In a number of shale reservoirs, the permeabilities are lower and the initial pressures are higher. To investigate the effects of these parameters on recovery, simulations were performed with 5000 psia initial pressure and 0.1 mD matrix permeability. Results of these simulations are tabulated in Table 3.
|Water Wet||Mixed Wet||Oil Wet|
|Water recovery ratio(With cross-cutting fracture)||37.42%||40.17%||44.19%|
|Water recovery ratio (Without the cross-cutting fracture)||41.02%||44.61%||49.83%|
Higher initial pressure results in higher water recoveries, particularly in the water wet cases. The differences between recoveries with and without the large cross-cutting feature are now between 4-5%. The differences between the different wettability cases however are reduced to only about 8% (compared to about 15%) as the largest difference the water wet and the oil wet scenarios.
At smaller pore radii, the capillary pressures are expected to be larger. One set of simulations were performed where the shape of the base case capillary pressures were maintained, but the capillary pressures were increased ten times for each of the saturation values. The resulting recoveries are tabulated in Table 4.
|Water Wet||Mixed Wet||Oil Wet|
|Water recovery ratio(With cross-cutting fracture)||20.1%||27.15%||41.9%|
|Water recovery ratio (Without the cross-cutting fracture)||23.3%||30.2%||45.5%|
As the capillary pressure increases, more water is retained. For mixed wet and oil wet scenarios, water saturation in the matrix area is lower (Figure 5). Similar relative difference between recoveries is maintained when recoveries are compared for domains with and without the large cross-cutting features. The system without the large cross-cutting fracture in this case returns on the average about 3% more water than when the large fracture exists. Water saturations for the domain without the large fracture are shown in Figure 6.
Recovery of water injected for hydraulic fracturing in shales is only about 30%. There is a question of the fate of injected water. In this paper we studied water retention in shales for different shale wettability conditions.

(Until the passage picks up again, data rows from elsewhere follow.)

//! grouped-metadata: a thread-safe, two-level `group -> key -> value`
//! store with change notification, plus the small host helpers its
//! embedding application uses at startup.
//!
//! Internal Design:
//!
//! Summary
//! - Goal: keep every structural invariant in one unsynchronized layer
//!   and put all concurrency concerns in a thin wrapper above it.
//! - Layers:
//!   - GroupMap<V, S>: two-level hash map. Creates a group together with
//!     its first key and drops it with its last key.
//!   - GroupedMetadataStore<V, S>: public API. One mutex per instance
//!     around GroupMap; a separate ChangeSignal registry for listeners.
//!
//! Constraints
//! - Uniqueness: a `(group, key)` pair holds at most one value; `add` on
//!   an existing pair fails with `DuplicateKey` and changes nothing.
//! - No empty groups: `contains_group(g)` implies `count_keys(g) >= 1`.
//! - `len()` is always the sum of the group sizes.
//! - Group and key names are non-empty and compared case-sensitively.
//!
//! Locking
//! - Every call that reads or writes the structure takes the instance
//!   mutex, including `len`, `count_keys` and `contains_value`.
//! - No call returns with the lock held. Enumeration (`group`,
//!   `snapshot`, `&store` iteration) copies entries under the lock and
//!   returns an owned `Snapshot`.
//! - `Clone` locks only the source; the copy starts with no listeners.
//!
//! Change notification
//! - Listeners are registered with `subscribe` and removed with the
//!   returned `Subscription`.
//! - A mutation that changes the contents fires once, after the lock is
//!   released, on the mutating thread. Failed adds, removal of absent
//!   pairs, and clearing an empty store do not fire.
//! - Listeners may re-enter the store.
//!
//! Notes and non-goals
//! - No persistence or serialization; listeners are expected to re-read
//!   the store and persist it themselves.
//! - Values are cloned out of the store. Use `Arc<T>` for shared values.
//!
//! Host helpers
//! - `net`: IPv4 classification and CIDR arithmetic.
//! - `paths`: lexical path handling and guarded filesystem checks that
//!   log known failures and report them as `Ok(false)`.
//! - `platform`: process-wide host facts, detected once.

mod entry;
mod error;
mod group_map;
pub mod net;
pub mod paths;
pub mod platform;
mod signal;
mod store;

// Public surface
pub use entry::{Entry, Snapshot};
pub use error::StoreError;
pub use signal::Subscription;
pub use store::GroupedMetadataStore;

Two different domains where a hydraulic fracture intersected with a small existing network of natural fractures were used in the simulations. A specially developed framework that can handle representation of complex fracture networks was used for simulations. Capillary pressures in rocks containing very small pores tend to be high – of the order of 1000 psia. Three sets of capillary pressures – water wet, mixed wet and oil wet were examined. Simulations showed that a recovery of 20-30% is expected for typical water wet conditions, while a recovery of about 37%-48% is expected for oil wet scenarios. The recovery for mixed wet conditions fell between these two extremes. The recovery is reduced when a large cross-cutting fracture is introduced – but not significantly. That is because water will be recovered if the fractures are interconnected. Results discussed in this paper helped quantify the role of wettability in the recovery of water used for hydraulic fracturing. In this paper we assumed that the initial water saturation was low and that the water was immovable. If that is not the case, water saturation in the matrix and in the natural fractures, as well as the water-oil or water-gas relative permeability functions play significant roles in determining the water balance.